[TASK DETAILS]: Return the whole of the data exactly.

[GIVEN ENTRIES]:
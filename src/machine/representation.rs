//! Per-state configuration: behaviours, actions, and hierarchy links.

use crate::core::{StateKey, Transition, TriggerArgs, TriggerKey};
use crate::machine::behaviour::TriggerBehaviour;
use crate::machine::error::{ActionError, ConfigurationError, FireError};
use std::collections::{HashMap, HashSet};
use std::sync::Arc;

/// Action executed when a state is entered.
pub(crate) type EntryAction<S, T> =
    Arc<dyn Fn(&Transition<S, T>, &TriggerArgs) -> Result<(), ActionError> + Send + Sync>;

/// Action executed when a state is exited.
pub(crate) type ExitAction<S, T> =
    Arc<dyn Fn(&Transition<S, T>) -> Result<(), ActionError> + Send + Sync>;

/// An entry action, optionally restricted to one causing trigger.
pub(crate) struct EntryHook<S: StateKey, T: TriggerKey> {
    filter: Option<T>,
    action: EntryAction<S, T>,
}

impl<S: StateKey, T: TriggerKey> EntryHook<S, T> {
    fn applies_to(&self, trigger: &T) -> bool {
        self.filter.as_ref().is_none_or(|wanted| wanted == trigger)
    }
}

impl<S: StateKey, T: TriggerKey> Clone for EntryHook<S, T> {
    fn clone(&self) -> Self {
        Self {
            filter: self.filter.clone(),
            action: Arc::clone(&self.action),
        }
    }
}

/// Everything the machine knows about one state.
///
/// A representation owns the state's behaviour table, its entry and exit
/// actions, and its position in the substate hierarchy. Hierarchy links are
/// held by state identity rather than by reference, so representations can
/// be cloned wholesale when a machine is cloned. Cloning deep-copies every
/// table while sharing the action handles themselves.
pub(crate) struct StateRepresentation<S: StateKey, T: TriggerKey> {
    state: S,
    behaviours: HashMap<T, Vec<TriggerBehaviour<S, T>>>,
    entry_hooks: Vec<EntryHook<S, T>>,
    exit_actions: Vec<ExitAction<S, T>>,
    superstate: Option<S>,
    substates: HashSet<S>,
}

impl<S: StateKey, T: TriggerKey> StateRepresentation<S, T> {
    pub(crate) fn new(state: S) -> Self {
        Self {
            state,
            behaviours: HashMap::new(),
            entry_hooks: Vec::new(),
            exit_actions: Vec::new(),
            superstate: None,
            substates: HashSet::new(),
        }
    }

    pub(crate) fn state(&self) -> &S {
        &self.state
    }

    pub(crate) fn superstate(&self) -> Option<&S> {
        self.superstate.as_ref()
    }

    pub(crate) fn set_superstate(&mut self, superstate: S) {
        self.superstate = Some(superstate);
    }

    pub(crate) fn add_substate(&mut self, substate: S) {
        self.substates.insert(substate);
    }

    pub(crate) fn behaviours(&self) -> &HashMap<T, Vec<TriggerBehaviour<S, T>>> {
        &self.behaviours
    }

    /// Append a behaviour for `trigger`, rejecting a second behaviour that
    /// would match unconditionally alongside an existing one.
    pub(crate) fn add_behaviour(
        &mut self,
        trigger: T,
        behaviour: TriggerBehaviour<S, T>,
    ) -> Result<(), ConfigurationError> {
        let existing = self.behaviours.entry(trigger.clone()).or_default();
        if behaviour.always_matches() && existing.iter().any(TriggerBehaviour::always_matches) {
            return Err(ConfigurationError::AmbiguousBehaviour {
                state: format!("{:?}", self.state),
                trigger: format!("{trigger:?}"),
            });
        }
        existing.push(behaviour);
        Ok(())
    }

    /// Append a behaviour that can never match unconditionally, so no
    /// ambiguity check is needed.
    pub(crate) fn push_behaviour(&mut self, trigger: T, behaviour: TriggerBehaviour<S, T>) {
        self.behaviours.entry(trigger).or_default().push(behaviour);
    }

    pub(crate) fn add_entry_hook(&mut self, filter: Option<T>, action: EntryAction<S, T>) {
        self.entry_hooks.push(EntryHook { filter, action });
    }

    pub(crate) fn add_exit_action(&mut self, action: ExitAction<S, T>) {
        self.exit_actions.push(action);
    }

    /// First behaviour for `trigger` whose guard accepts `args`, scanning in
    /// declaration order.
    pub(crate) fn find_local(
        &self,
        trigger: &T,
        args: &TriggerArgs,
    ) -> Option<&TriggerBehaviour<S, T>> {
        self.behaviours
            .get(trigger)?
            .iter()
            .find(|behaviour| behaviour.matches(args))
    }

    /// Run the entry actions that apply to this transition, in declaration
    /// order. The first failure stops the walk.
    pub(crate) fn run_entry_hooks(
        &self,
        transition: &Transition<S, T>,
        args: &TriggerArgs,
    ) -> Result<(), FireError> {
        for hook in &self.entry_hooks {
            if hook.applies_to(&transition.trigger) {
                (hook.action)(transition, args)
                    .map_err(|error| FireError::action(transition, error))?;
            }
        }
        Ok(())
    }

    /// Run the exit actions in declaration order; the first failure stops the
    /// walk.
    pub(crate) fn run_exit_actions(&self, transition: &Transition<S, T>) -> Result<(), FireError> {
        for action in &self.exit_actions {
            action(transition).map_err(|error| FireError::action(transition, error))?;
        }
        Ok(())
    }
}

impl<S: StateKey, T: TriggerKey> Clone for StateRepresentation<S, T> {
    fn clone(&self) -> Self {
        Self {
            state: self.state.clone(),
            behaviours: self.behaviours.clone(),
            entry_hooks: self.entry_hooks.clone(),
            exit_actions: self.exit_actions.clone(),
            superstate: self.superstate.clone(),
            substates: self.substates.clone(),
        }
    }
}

[OUTPUT OF THE EXERCISE]:
filename src/machine/representation.rs
//! Per-state configuration: behaviours, actions, and hierarchy links.

use crate::core::{StateKey, Transition, TriggerArgs, TriggerKey};
use crate::machine::behaviour::TriggerBehaviour;
use crate::machine::error::{ActionError, ConfigurationError, FireError};
use std::collections::{HashMap, HashSet};
use std::sync::Arc;

/// Action executed when a state is entered.
pub(crate) type EntryAction<S, T> =
    Arc<dyn Fn(&Transition<S, T>, &TriggerArgs) -> Result<(), ActionError> + Send + Sync>;

/// Action executed when a state is exited.
pub(crate) type ExitAction<S, T> =
    Arc<dyn Fn(&Transition<S, T>) -> Result<(), ActionError> + Send + Sync>;

/// An entry action, optionally restricted to one causing trigger.
pub(crate) struct EntryHook<S: StateKey, T: TriggerKey> {
    filter: Option<T>,
    action: EntryAction<S, T>,
}

impl<S: StateKey, T: TriggerKey> EntryHook<S, T> {
    fn applies_to(&self, trigger: &T) -> bool {
        self.filter.as_ref().is_none_or(|wanted| wanted == trigger)
    }
}

impl<S: StateKey, T: TriggerKey> Clone for EntryHook<S, T> {
    fn clone(&self) -> Self {
        Self {
            filter: self.filter.clone(),
            action: Arc::clone(&self.action),
        }
    }
}

/// Everything the machine knows about one state.
///
/// A representation owns the state's behaviour table, its entry and exit
/// actions, and its position in the substate hierarchy. Hierarchy links are
/// held by state identity rather than by reference, so representations can
/// be cloned wholesale when a machine is cloned. Cloning deep-copies every
/// table while sharing the action handles themselves.
pub(crate) struct StateRepresentation<S: StateKey, T: TriggerKey> {
    state: S,
    behaviours: HashMap<T, Vec<TriggerBehaviour<S, T>>>,
    entry_hooks: Vec<EntryHook<S, T>>,
    exit_actions: Vec<ExitAction<S, T>>,
    superstate: Option<S>,
    substates: HashSet<S>,
}

impl<S: StateKey, T: TriggerKey> StateRepresentation<S, T> {
    pub(crate) fn new(state: S) -> Self {
        Self {
            state,
            behaviours: HashMap::new(),
            entry_hooks: Vec::new(),
            exit_actions: Vec::new(),
            superstate: None,
            substates: HashSet::new(),
        }
    }

    pub(crate) fn state(&self) -> &S {
        &self.state
    }

    pub(crate) fn superstate(&self) -> Option<&S> {
        self.superstate.as_ref()
    }

    pub(crate) fn set_superstate(&mut self, superstate: S) {
        self.superstate = Some(superstate);
    }

    pub(crate) fn add_substate(&mut self, substate: S) {
        self.substates.insert(substate);
    }

    pub(crate) fn behaviours(&self) -> &HashMap<T, Vec<TriggerBehaviour<S, T>>> {
        &self.behaviours
    }

    /// Append a behaviour for `trigger`, rejecting a second behaviour that
    /// would match unconditionally alongside an existing one.
    pub(crate) fn add_behaviour(
        &mut self,
        trigger: T,
        behaviour: TriggerBehaviour<S, T>,
    ) -> Result<(), ConfigurationError> {
        let existing = self.behaviours.entry(trigger.clone()).or_default();
        if behaviour.always_matches() && existing.iter().any(TriggerBehaviour::always_matches) {
            return Err(ConfigurationError::AmbiguousBehaviour {
                state: format!("{:?}", self.state),
                trigger: format!("{trigger:?}"),
            });
        }
        existing.push(behaviour);
        Ok(())
    }

    /// Append a behaviour that can never match unconditionally, so no
    /// ambiguity check is needed.
    pub(crate) fn push_behaviour(&mut self, trigger: T, behaviour: TriggerBehaviour<S, T>) {
        self.behaviours.entry(trigger).or_default().push(behaviour);
    }

    pub(crate) fn add_entry_hook(&mut self, filter: Option<T>, action: EntryAction<S, T>) {
        self.entry_hooks.push(EntryHook { filter, action });
    }

    pub(crate) fn add_exit_action(&mut self, action: ExitAction<S, T>) {
        self.exit_actions.push(action);
    }

    /// First behaviour for `trigger` whose guard accepts `args`, scanning in
    /// declaration order.
    pub(crate) fn find_local(
        &self,
        trigger: &T,
        args: &TriggerArgs,
    ) -> Option<&TriggerBehaviour<S, T>> {
        self.behaviours
            .get(trigger)?
            .iter()
            .find(|behaviour| behaviour.matches(args))
    }

    /// Run the entry actions that apply to this transition, in declaration
    /// order. The first failure stops the walk.
    pub(crate) fn run_entry_hooks(
        &self,
        transition: &Transition<S, T>,
        args: &TriggerArgs,
    ) -> Result<(), FireError> {
        for hook in &self.entry_hooks {
            if hook.applies_to(&transition.trigger) {
                (hook.action)(transition, args)
                    .map_err(|error| FireError::action(transition, error))?;
            }
        }
        Ok(())
    }

    /// Run the exit actions in declaration order; the first failure stops the
    /// walk.
    pub(crate) fn run_exit_actions(&self, transition: &Transition<S, T>) -> Result<(), FireError> {
        for action in &self.exit_actions {
            action(transition).map_err(|error| FireError::action(transition, error))?;
        }
        Ok(())
    }
}

impl<S: StateKey, T: TriggerKey> Clone for StateRepresentation<S, T> {
    fn clone(&self) -> Self {
        Self {
            state: self.state.clone(),
            behaviours: self.behaviours.clone(),
            entry_hooks: self.entry_hooks.clone(),
            exit_actions: self.exit_actions.clone(),
            superstate: self.superstate.clone(),
            substates: self.substates.clone(),
        }
    }
}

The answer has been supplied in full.